Policiais e agentes de proteção ambiental brasileiros foram emboscados por garimpeiros ilegais na reserva indígena Yanomami, na Amazônia, nesta segunda-feira, e quatro garimpeiros foram mortos a tiros na troca de tiros, informou um comunicado do governo.
O Ministério do Meio Ambiente disse que sua equipe foi atacada quando se mudou para desmantelar um acampamento de mineração de gatos selvagens administrado por uma gangue do crime organizado.
As autoridades brasileiras estão empenhadas em mostrar que estão empenhadas em retirar o restante dos garimpeiros na reserva após o tiroteio fatal de um homem Yanomami.
Garimpeiros mataram um homem e feriram gravemente outros dois em um ataque no sábado no território Yanomami, onde as autoridades estão expulsando garimpeiros ilegais que invadiram a maior reserva indígena do Brasil, do tamanho de Portugal.

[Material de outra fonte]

// dryrun/core/api/src/types/params.rs

// Positional parameter readers for the session methods
use super::error::ApiError;
use base64::{engine::general_purpose::STANDARD as B64, Engine as _};
use dryrun_execution::{Signer, StackItem, TransactionContext, Witness, WitnessScope};
use dryrun_storage::Hash160;
use jsonrpc_core::{Params, Value};

/// Deepest nesting accepted for `Array` arguments
const MAX_PARAMETER_DEPTH: usize = 16;

/// Positional params of one request
pub struct ParamList(Vec<Value>);

impl ParamList {
    pub fn parse(params: Params) -> Result<Self, ApiError> {
        match params {
            Params::None => Ok(Self(Vec::new())),
            params => params
                .parse::<Vec<Value>>()
                .map(Self)
                .map_err(|e| ApiError::invalid(e.message)),
        }
    }

    pub fn len(&self) -> usize {
        self.0.len()
    }

    pub fn is_empty(&self) -> bool {
        self.0.is_empty()
    }

    pub fn values(&self) -> &[Value] {
        &self.0
    }

    fn required(&self, index: usize, name: &str) -> Result<&Value, ApiError> {
        self.0
            .get(index)
            .ok_or_else(|| ApiError::invalid(format!("missing parameter {} ({})", index, name)))
    }

    pub fn optional(&self, index: usize) -> Option<&Value> {
        self.0.get(index).filter(|v| !v.is_null())
    }

    pub fn string(&self, index: usize, name: &str) -> Result<&str, ApiError> {
        self.required(index, name)?
            .as_str()
            .ok_or_else(|| ApiError::invalid(format!("{} must be a string", name)))
    }

    pub fn boolean(&self, index: usize, name: &str) -> Result<bool, ApiError> {
        match self.required(index, name)? {
            Value::Bool(b) => Ok(*b),
            Value::String(s) => parse_bool(s).ok_or_else(|| ApiError::invalid(format!("{} must be a boolean", name))),
            _ => Err(ApiError::invalid(format!("{} must be a boolean", name))),
        }
    }

    pub fn hash(&self, index: usize, name: &str) -> Result<Hash160, ApiError> {
        parse_hash(self.string(index, name)?)
    }

    pub fn base64(&self, index: usize, name: &str) -> Result<Vec<u8>, ApiError> {
        decode_base64(self.string(index, name)?)
    }

    /// Unsigned integer given either as a JSON number or a decimal string
    pub fn unsigned(&self, index: usize, name: &str) -> Result<u64, ApiError> {
        parse_unsigned(self.required(index, name)?, name)
    }
}

fn parse_bool(s: &str) -> Option<bool> {
    match s.trim().to_ascii_lowercase().as_str() {
        "true" => Some(true),
        "false" => Some(false),
        _ => None,
    }
}

pub fn parse_hash(s: &str) -> Result<Hash160, ApiError> {
    s.parse::<Hash160>().map_err(|e| ApiError::invalid(e.to_string()))
}

pub fn decode_base64(s: &str) -> Result<Vec<u8>, ApiError> {
    B64.decode(s.trim())
        .map_err(|e| ApiError::invalid(format!("invalid base64 '{}': {}", s, e)))
}

pub fn parse_unsigned(value: &Value, name: &str) -> Result<u64, ApiError> {
    match value {
        Value::Number(n) => n
            .as_u64()
            .ok_or_else(|| ApiError::invalid(format!("{} must be a non-negative integer", name))),
        Value::String(s) => s
            .trim()
            .parse::<u64>()
            .map_err(|_| ApiError::invalid(format!("{} must be a non-negative integer, got '{}'", name, s))),
        _ => Err(ApiError::invalid(format!("{} must be an integer", name))),
    }
}

/// Storage prefix of a third-party token balance, `"1"` when absent
pub fn parse_prefix(value: Option<&Value>) -> Result<Option<u8>, ApiError> {
    let Some(value) = value else {
        return Ok(None);
    };
    let prefix = parse_unsigned(value, "prefix")?;
    u8::try_from(prefix)
        .map(Some)
        .map_err(|_| ApiError::invalid(format!("prefix must fit in one byte, got {}", prefix)))
}

/// Convert a `{"type", "value"}` contract parameter into a stack item
pub fn parse_contract_parameter(value: &Value) -> Result<StackItem, ApiError> {
    parameter_at(value, 0)
}

fn parameter_at(value: &Value, depth: usize) -> Result<StackItem, ApiError> {
    if depth > MAX_PARAMETER_DEPTH {
        return Err(ApiError::invalid("contract parameter nested too deeply"));
    }
    let kind = value
        .get("type")
        .and_then(Value::as_str)
        .ok_or_else(|| ApiError::invalid("contract parameter requires a string 'type'"))?;
    let inner = value.get("value").filter(|v| !v.is_null());
    let text = || {
        inner
            .and_then(Value::as_str)
            .ok_or_else(|| ApiError::invalid(format!("{} parameter requires a string value", kind)))
    };

    let item = match kind {
        "Any" => StackItem::Null,
        "Boolean" => match inner {
            Some(Value::Bool(b)) => StackItem::Boolean(*b),
            Some(Value::String(s)) => StackItem::Boolean(
                parse_bool(s).ok_or_else(|| ApiError::invalid(format!("invalid Boolean '{}'", s)))?,
            ),
            _ => return Err(ApiError::invalid("Boolean parameter requires a boolean value")),
        },
        "Integer" => match inner {
            Some(Value::Number(n)) => n
                .as_i64()
                .map(|i| StackItem::Integer(i128::from(i)))
                .ok_or_else(|| ApiError::invalid(format!("invalid Integer {}", n)))?,
            Some(Value::String(s)) => StackItem::Integer(
                s.trim()
                    .parse::<i128>()
                    .map_err(|_| ApiError::invalid(format!("invalid Integer '{}'", s)))?,
            ),
            _ => return Err(ApiError::invalid("Integer parameter requires a value")),
        },
        "ByteArray" | "Signature" => StackItem::ByteString(decode_base64(text()?)?),
        "String" => StackItem::from_str_utf8(text()?),
        "Hash160" => StackItem::from_hash(&parse_hash(text()?)?),
        "PublicKey" => {
            let s = text()?;
            let bytes = hex::decode(s.trim().trim_start_matches("0x"))
                .map_err(|_| ApiError::invalid(format!("invalid PublicKey '{}'", s)))?;
            StackItem::ByteString(bytes)
        }
        "Array" => {
            let items = match inner {
                Some(Value::Array(items)) => items,
                None => return Ok(StackItem::Array(Vec::new())),
                _ => return Err(ApiError::invalid("Array parameter requires an array value")),
            };
            let items = items
                .iter()
                .map(|item| parameter_at(item, depth + 1))
                .collect::<Result<Vec<_>, _>>()?;
            StackItem::Array(items)
        }
        other => return Err(ApiError::invalid(format!("unsupported parameter type '{}'", other))),
    };
    Ok(item)
}

pub fn parse_arguments(value: Option<&Value>) -> Result<Vec<StackItem>, ApiError> {
    match value {
        None => Ok(Vec::new()),
        Some(Value::Array(items)) => items.iter().map(parse_contract_parameter).collect(),
        Some(_) => Err(ApiError::invalid("args must be an array of contract parameters")),
    }
}

fn hash_list(signer: &Value, field: &str) -> Result<Vec<Hash160>, ApiError> {
    match signer.get(field) {
        None | Some(Value::Null) => Ok(Vec::new()),
        Some(Value::Array(items)) => items
            .iter()
            .map(|v| {
                v.as_str()
                    .ok_or_else(|| ApiError::invalid(format!("{} entries must be strings", field)))
                    .and_then(parse_hash)
            })
            .collect(),
        Some(_) => Err(ApiError::invalid(format!("{} must be an array", field))),
    }
}

fn group_list(signer: &Value) -> Result<Vec<String>, ApiError> {
    match signer.get("allowedgroups") {
        None | Some(Value::Null) => Ok(Vec::new()),
        Some(Value::Array(items)) => items
            .iter()
            .map(|v| {
                let key = v
                    .as_str()
                    .ok_or_else(|| ApiError::invalid("allowedgroups entries must be strings"))?;
                hex::decode(key.trim_start_matches("0x"))
                    .map_err(|_| ApiError::invalid(format!("invalid group key '{}'", key)))?;
                Ok(key.to_string())
            })
            .collect(),
        Some(_) => Err(ApiError::invalid("allowedgroups must be an array")),
    }
}

fn optional_script(signer: &Value, field: &str) -> Result<Option<Vec<u8>>, ApiError> {
    match signer.get(field) {
        None | Some(Value::Null) => Ok(None),
        Some(Value::String(s)) => decode_base64(s).map(Some),
        Some(_) => Err(ApiError::invalid(format!("{} must be a base64 string", field))),
    }
}

/// Signers plus the witnesses of those entries carrying an invocation or verification script
pub fn parse_signers(value: &Value) -> Result<TransactionContext, ApiError> {
    let entries = value
        .as_array()
        .ok_or_else(|| ApiError::invalid("signers must be an array"))?;

    let mut signers = Vec::with_capacity(entries.len());
    let mut witnesses = Vec::new();
    for entry in entries {
        let account = entry
            .get("account")
            .and_then(Value::as_str)
            .ok_or_else(|| ApiError::invalid("signer requires an 'account'"))
            .and_then(parse_hash)?;
        let scopes = entry
            .get("scopes")
            .and_then(Value::as_str)
            .ok_or_else(|| ApiError::invalid("signer requires 'scopes'"))?
            .parse::<WitnessScope>()?;
        signers.push(Signer {
            account,
            scopes,
            allowed_contracts: hash_list(entry, "allowedcontracts")?,
            allowed_groups: group_list(entry)?,
        });

        let invocation = optional_script(entry, "invocation")?;
        let verification = optional_script(entry, "verification")?;
        if invocation.is_some() || verification.is_some() {
            witnesses.push(Witness {
                invocation: invocation.unwrap_or_default(),
                verification: verification.unwrap_or_default(),
            });
        }
    }
    Ok(TransactionContext::new(signers, witnesses))
}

Segundo a ministra dos Povos Indígenas, Sonia Guajajara, cerca de 80% dos mais de 20 mil garimpeiros que invadiram a reserva foram despejados e os que ainda estão lá resistem à remoção de forma mais violenta.
A ministra do Meio Ambiente, Marina Silva, disse que 300 garimpos foram desmontados e 20 aviões e um helicóptero destruídos por agentes do Ibama, que segue em busca dos garimpeiros remanescentes com a ajuda da polícia.

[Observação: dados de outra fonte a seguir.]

// dryrun/core/execution/src/types/transaction.rs

use super::ExecutionError;
use base64::{engine::general_purpose::STANDARD as B64, Engine as _};
use dryrun_storage::{Hash160, Hash256};
use serde::{Deserialize, Deserializer, Serialize, Serializer};
use serde_json::{json, Value};
use std::collections::BTreeMap;
use std::fmt;
use std::str::FromStr;

/// Scope flags limiting where a signer's witness is honoured
#[derive(Debug, Clone, Copy, PartialEq, Eq, Hash, Default)]
pub struct WitnessScope(u8);

impl WitnessScope {
    pub const NONE: WitnessScope = WitnessScope(0x00);
    pub const CALLED_BY_ENTRY: WitnessScope = WitnessScope(0x01);
    pub const CUSTOM_CONTRACTS: WitnessScope = WitnessScope(0x10);
    pub const CUSTOM_GROUPS: WitnessScope = WitnessScope(0x20);
    pub const WITNESS_RULES: WitnessScope = WitnessScope(0x40);
    pub const GLOBAL: WitnessScope = WitnessScope(0x80);

    const NAMES: [(&'static str, WitnessScope); 6] = [
        ("None", WitnessScope::NONE),
        ("CalledByEntry", WitnessScope::CALLED_BY_ENTRY),
        ("CustomContracts", WitnessScope::CUSTOM_CONTRACTS),
        ("CustomGroups", WitnessScope::CUSTOM_GROUPS),
        ("WitnessRules", WitnessScope::WITNESS_RULES),
        ("Global", WitnessScope::GLOBAL),
    ];

    pub fn bits(&self) -> u8 {
        self.0
    }

    pub fn contains(&self, other: WitnessScope) -> bool {
        other.0 != 0 && self.0 & other.0 == other.0
    }
}

impl std::ops::BitOr for WitnessScope {
    type Output = WitnessScope;

    fn bitor(self, rhs: Self) -> Self::Output {
        WitnessScope(self.0 | rhs.0)
    }
}

impl fmt::Display for WitnessScope {
    fn fmt(&self, f: &mut fmt::Formatter<'_>) -> fmt::Result {
        if self.0 == 0 {
            return f.write_str("None");
        }
        let names: Vec<&str> = Self::NAMES
            .iter()
            .filter(|(_, flag)| self.contains(*flag))
            .map(|(name, _)| *name)
            .collect();
        f.write_str(&names.join(", "))
    }
}

impl FromStr for WitnessScope {
    type Err = ExecutionError;

    /// Accepts a single name or a comma separated list, e.g. `CalledByEntry, CustomContracts`
    fn from_str(s: &str) -> Result<Self, Self::Err> {
        let mut scope = WitnessScope::NONE;
        for part in s.split(',').map(str::trim) {
            let flag = Self::NAMES
                .iter()
                .find(|(name, _)| name.eq_ignore_ascii_case(part))
                .map(|(_, flag)| *flag)
                .ok_or_else(|| ExecutionError::InvalidInput(format!("unknown witness scope '{}'", part)))?;
            scope = scope | flag;
        }
        if scope.contains(WitnessScope::GLOBAL) && scope != WitnessScope::GLOBAL {
            return Err(ExecutionError::InvalidInput(
                "Global scope cannot be combined with other scopes".to_string(),
            ));
        }
        Ok(scope)
    }
}

impl Serialize for WitnessScope {
    fn serialize<S: Serializer>(&self, serializer: S) -> Result<S::Ok, S::Error> {
        serializer.serialize_str(&self.to_string())
    }
}

impl<'de> Deserialize<'de> for WitnessScope {
    fn deserialize<D: Deserializer<'de>>(deserializer: D) -> Result<Self, D::Error> {
        let s = String::deserialize(deserializer)?;
        s.parse().map_err(serde::de::Error::custom)
    }
}

/// Account that authorizes a transaction, with the scope of its witness
#[derive(Debug, Clone, PartialEq, Eq, Serialize, Deserialize)]
pub struct Signer {
    pub account: Hash160,
    pub scopes: WitnessScope,
    #[serde(rename = "allowedcontracts", default)]
    pub allowed_contracts: Vec<Hash160>,
    #[serde(rename = "allowedgroups", default)]
    pub allowed_groups: Vec<String>,
}

impl Signer {
    pub fn called_by_entry(account: Hash160) -> Self {
        Self {
            account,
            scopes: WitnessScope::CALLED_BY_ENTRY,
            allowed_contracts: Vec::new(),
            allowed_groups: Vec::new(),
        }
    }
}

/// Invocation and verification scripts proving a signer's consent
#[derive(Debug, Clone, PartialEq, Eq, Default, Serialize, Deserialize)]
pub struct Witness {
    pub invocation: Vec<u8>,
    pub verification: Vec<u8>,
}

impl Witness {
    pub fn to_json(&self) -> Value {
        json!({
            "invocation": B64.encode(&self.invocation),
            "verification": B64.encode(&self.verification),
        })
    }
}

/// Signers and witnesses an execution runs under.
///
/// Stands in for the container of a real transaction: the engine consults it
/// for witness checks and uses its hash as the container hash.
#[derive(Debug, Clone, PartialEq, Eq, Default, Serialize, Deserialize)]
pub struct TransactionContext {
    pub signers: Vec<Signer>,
    pub witnesses: Vec<Witness>,
}

impl TransactionContext {
    pub fn new(signers: Vec<Signer>, witnesses: Vec<Witness>) -> Self {
        Self { signers, witnesses }
    }

    /// First signer pays for the transaction
    pub fn sender(&self) -> Option<Hash160> {
        self.signers.first().map(|s| s.account)
    }

    pub fn hash(&self) -> Hash256 {
        Hash256::digest(&bincode::serialize(&self.signers).unwrap_or_default())
    }
}

/// Fully formed transaction produced by a wallet
#[derive(Debug, Clone, PartialEq, Eq, Serialize, Deserialize)]
pub struct Transaction {
    pub version: u8,
    pub nonce: u32,
    pub system_fee: i64,
    pub network_fee: i64,
    pub valid_until_block: u32,
    pub signers: Vec<Signer>,
    pub script: Vec<u8>,
    pub witnesses: Vec<Witness>,
}

impl Transaction {
    /// Hash over every field except the witnesses
    pub fn hash(&self) -> Hash256 {
        let unsigned = (
            self.version,
            self.nonce,
            self.system_fee,
            self.network_fee,
            self.valid_until_block,
            &self.signers,
            &self.script,
        );
        Hash256::digest(&bincode::serialize(&unsigned).unwrap_or_default())
    }

    pub fn to_bytes(&self) -> Vec<u8> {
        bincode::serialize(self).unwrap_or_default()
    }

    pub fn size(&self) -> usize {
        self.to_bytes().len()
    }
}

/// A transaction waiting for its signers' witnesses
#[derive(Debug, Clone)]
pub struct SigningContext {
    pub network: u32,
    pub tx: Transaction,
    witnesses: BTreeMap<Hash160, Witness>,
}

impl SigningContext {
    pub fn new(tx: Transaction, network: u32) -> Self {
        Self {
            network,
            tx,
            witnesses: BTreeMap::new(),
        }
    }

    /// Bytes a signer signs: network magic followed by the transaction hash
    pub fn sign_data(&self) -> Vec<u8> {
        let mut data = self.network.to_le_bytes().to_vec();
        data.extend_from_slice(self.tx.hash().as_bytes());
        data
    }

    pub fn add_witness(&mut self, account: Hash160, witness: Witness) -> bool {
        if !self.tx.signers.iter().any(|s| s.account == account) {
            return false;
        }
        self.witnesses.insert(account, witness);
        true
    }

    pub fn completed(&self) -> bool {
        self.tx
            .signers
            .iter()
            .all(|s| self.witnesses.contains_key(&s.account))
    }

    /// Witnesses in signer order; `None` while incomplete
    pub fn witnesses(&self) -> Option<Vec<Witness>> {
        self.tx
            .signers
            .iter()
            .map(|s| self.witnesses.get(&s.account).cloned())
            .collect()
    }

    pub fn to_json(&self) -> Value {
        let items: serde_json::Map<String, Value> = self
            .tx
            .signers
            .iter()
            .map(|s| {
                let signed = self.witnesses.get(&s.account);
                (
                    s.account.to_hex(),
                    json!({
                        "signed": signed.is_some(),
                        "witness": signed.map(Witness::to_json),
                    }),
                )
            })
            .collect();
        json!({
            "type": "Transaction",
            "hash": self.tx.hash().to_hex(),
            "data": B64.encode(self.tx.to_bytes()),
            "network": self.network,
            "items": items,
        })
    }
}

#[cfg(test)]
mod tests {
    use super::*;

    fn tx(signers: Vec<Signer>) -> Transaction {
        Transaction {
            version: 0,
            nonce: 7,
            system_fee: 100,
            network_fee: 0,
            valid_until_block: 10,
            signers,
            script: vec![0x40],
            witnesses: Vec::new(),
        }
    }

    #[test]
    fn test_scope_parsing() {
        let scope: WitnessScope = "CalledByEntry, CustomContracts".parse().unwrap();
        assert!(scope.contains(WitnessScope::CALLED_BY_ENTRY));
        assert!(scope.contains(WitnessScope::CUSTOM_CONTRACTS));
        assert!(!scope.contains(WitnessScope::GLOBAL));
        assert_eq!(scope.to_string(), "CalledByEntry, CustomContracts");

        assert_eq!("global".parse::<WitnessScope>().unwrap(), WitnessScope::GLOBAL);
        assert!("Global, CalledByEntry".parse::<WitnessScope>().is_err());
        assert!("Everything".parse::<WitnessScope>().is_err());
    }

    #[test]
    fn test_context_hash_depends_on_signers() {
        let a = TransactionContext::new(vec![Signer::called_by_entry(Hash160([1; 20]))], vec![]);
        let b = TransactionContext::new(vec![Signer::called_by_entry(Hash160([2; 20]))], vec![]);
        assert_eq!(a.hash(), a.clone().hash());
        assert_ne!(a.hash(), b.hash());
        assert_eq!(a.sender(), Some(Hash160([1; 20])));
    }

    #[test]
    fn test_tx_hash_ignores_witnesses() {
        let mut t = tx(vec![Signer::called_by_entry(Hash160([1; 20]))]);
        let before = t.hash();
        t.witnesses.push(Witness::default());
        assert_eq!(t.hash(), before);
    }

    #[test]
    fn test_signing_context_completion() {
        let first = Hash160([1; 20]);
        let second = Hash160([2; 20]);
        let mut ctx = SigningContext::new(
            tx(vec![Signer::called_by_entry(first), Signer::called_by_entry(second)]),
            42,
        );
        assert!(!ctx.completed());
        assert!(ctx.add_witness(first, Witness::default()));
        assert!(!ctx.add_witness(Hash160([9; 20]), Witness::default()));
        assert!(ctx.witnesses().is_none());
        assert_eq!(ctx.to_json()["items"][second.to_hex()]["signed"], json!(false));

        ctx.add_witness(second, Witness::default());
        assert!(ctx.completed());
        assert_eq!(ctx.witnesses().unwrap().len(), 2);
    }
}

O presidente Luiz Inácio Lula da Silva prometeu, quando assumiu o cargo, em janeiro, retirar os garimpeiros, cuja presença causou uma crise humanitária, espalhando doenças e causando desnutrição entre os Yanomami, reduzindo sua caça e envenenando rios.
Uma grande operação de fiscalização foi deflagrada em fevereiro e a maioria dos mineiros começou a sair ou foi obrigada a sair.
Lula prometeu tolerância zero para a mineração em terras indígenas protegidas pela Constituição e o órgão de proteção ambiental planeja operações de despejo em outras cinco reservas, onde a extração ilegal de madeira e o garimpo aumentaram no governo do ex-presidente Jair Bolsonaro.